Report each line of the entries that contains the word "chains", copied in full.
───── STORED DATA ─────
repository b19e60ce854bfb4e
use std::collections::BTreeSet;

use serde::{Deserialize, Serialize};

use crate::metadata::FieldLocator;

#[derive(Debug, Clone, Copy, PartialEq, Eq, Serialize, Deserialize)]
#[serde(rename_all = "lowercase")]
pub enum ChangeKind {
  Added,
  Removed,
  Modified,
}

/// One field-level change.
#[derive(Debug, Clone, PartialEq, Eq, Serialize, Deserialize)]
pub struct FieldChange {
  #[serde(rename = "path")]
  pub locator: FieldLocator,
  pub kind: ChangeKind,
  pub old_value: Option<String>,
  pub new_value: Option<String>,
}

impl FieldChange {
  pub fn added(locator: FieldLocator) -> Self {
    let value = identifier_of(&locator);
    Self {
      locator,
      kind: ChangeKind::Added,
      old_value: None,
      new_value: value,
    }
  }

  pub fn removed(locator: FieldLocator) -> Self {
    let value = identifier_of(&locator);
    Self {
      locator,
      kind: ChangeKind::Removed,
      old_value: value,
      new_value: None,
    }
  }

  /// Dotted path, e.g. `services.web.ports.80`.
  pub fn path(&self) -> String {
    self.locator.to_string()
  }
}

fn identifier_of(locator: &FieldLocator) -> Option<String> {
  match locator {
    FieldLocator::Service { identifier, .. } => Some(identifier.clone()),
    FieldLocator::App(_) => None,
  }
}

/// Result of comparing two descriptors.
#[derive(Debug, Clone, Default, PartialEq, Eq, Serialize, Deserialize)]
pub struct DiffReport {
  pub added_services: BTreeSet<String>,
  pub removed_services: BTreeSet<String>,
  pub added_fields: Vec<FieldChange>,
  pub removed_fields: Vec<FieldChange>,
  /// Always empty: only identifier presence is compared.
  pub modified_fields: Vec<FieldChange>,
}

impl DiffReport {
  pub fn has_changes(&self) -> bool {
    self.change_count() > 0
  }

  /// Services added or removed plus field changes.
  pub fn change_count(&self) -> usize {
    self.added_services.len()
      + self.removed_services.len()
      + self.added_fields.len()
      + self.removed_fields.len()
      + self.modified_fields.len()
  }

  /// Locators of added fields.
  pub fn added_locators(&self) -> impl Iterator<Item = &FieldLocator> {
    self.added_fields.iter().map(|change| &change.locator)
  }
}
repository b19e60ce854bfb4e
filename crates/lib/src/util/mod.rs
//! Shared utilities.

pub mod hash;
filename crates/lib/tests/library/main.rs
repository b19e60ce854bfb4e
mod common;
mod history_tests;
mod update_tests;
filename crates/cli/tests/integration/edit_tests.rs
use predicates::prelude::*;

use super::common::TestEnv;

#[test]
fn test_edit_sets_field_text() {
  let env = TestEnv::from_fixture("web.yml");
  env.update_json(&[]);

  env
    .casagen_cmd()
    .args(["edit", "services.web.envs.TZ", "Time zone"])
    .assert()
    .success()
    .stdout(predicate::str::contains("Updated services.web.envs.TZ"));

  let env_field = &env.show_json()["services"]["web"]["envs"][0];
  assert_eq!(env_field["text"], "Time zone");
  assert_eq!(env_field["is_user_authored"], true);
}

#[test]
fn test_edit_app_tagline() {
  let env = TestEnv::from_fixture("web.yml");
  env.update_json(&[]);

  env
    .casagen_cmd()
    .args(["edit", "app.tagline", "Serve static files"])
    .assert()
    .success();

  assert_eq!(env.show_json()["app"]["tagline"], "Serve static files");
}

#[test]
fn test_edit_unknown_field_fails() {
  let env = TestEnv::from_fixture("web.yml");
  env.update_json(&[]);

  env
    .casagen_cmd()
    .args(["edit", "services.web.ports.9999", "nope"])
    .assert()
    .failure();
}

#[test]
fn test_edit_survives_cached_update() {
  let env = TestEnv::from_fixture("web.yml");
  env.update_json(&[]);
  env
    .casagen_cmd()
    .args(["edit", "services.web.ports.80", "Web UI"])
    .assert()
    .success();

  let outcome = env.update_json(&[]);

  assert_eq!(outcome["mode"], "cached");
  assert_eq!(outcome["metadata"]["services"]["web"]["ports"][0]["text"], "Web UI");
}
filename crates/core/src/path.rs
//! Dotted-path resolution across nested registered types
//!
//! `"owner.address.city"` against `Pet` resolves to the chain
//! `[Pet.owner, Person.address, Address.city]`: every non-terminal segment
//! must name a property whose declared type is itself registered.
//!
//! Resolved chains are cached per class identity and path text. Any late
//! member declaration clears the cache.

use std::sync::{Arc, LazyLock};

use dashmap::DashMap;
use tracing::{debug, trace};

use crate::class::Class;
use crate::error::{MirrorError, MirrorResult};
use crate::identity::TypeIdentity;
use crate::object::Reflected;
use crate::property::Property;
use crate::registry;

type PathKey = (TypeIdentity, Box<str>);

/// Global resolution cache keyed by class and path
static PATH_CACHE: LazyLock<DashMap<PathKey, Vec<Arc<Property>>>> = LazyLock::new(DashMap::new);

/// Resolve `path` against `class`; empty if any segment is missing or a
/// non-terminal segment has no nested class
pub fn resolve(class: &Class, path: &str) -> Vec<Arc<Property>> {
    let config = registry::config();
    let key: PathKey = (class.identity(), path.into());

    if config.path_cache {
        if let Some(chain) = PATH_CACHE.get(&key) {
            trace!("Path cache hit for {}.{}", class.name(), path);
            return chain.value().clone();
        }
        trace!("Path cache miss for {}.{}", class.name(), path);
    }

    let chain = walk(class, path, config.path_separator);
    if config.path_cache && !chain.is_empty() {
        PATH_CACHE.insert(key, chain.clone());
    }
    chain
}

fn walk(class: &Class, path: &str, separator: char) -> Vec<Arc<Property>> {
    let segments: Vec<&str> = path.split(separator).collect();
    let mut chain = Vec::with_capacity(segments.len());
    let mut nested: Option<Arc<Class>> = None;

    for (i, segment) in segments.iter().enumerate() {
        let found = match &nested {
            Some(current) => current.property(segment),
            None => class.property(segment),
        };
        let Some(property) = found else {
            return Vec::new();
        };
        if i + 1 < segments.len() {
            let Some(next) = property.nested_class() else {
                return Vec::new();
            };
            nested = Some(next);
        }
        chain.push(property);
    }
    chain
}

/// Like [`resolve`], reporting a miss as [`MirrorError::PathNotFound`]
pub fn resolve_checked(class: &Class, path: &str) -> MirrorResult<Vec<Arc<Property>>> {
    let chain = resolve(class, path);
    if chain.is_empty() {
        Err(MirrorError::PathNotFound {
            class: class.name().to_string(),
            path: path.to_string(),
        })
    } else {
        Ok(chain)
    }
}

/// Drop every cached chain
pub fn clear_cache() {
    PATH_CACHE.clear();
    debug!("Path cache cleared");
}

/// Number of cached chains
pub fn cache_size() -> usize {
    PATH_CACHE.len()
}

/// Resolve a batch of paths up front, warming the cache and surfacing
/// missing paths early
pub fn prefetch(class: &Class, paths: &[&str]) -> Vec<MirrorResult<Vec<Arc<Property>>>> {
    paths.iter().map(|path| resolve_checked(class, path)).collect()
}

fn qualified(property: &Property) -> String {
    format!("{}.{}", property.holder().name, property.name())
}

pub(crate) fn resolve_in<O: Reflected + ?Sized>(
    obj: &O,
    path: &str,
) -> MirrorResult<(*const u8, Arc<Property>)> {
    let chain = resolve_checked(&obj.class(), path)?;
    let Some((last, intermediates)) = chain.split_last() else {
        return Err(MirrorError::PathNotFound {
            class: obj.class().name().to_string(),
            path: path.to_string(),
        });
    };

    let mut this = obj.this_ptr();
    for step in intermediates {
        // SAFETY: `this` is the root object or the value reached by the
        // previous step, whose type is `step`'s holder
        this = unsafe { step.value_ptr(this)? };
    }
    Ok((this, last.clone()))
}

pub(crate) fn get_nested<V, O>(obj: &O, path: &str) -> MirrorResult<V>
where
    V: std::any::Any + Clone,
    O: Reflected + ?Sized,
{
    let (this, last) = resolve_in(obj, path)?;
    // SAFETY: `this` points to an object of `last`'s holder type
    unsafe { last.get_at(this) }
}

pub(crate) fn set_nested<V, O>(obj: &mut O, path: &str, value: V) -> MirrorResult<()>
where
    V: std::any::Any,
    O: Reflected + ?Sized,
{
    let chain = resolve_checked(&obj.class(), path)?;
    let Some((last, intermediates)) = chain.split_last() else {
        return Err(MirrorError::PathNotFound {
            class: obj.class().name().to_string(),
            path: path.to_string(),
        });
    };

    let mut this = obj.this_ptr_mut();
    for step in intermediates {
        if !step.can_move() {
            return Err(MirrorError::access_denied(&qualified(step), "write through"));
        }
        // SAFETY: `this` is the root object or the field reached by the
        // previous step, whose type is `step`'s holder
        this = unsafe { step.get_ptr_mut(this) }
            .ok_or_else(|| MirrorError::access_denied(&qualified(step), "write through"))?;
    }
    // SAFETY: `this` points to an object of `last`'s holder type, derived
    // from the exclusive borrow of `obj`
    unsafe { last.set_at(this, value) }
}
─────
EXERCISE OUTPUT:
//! Resolved chains are cached per class identity and path text. Any late
/// Number of cached chains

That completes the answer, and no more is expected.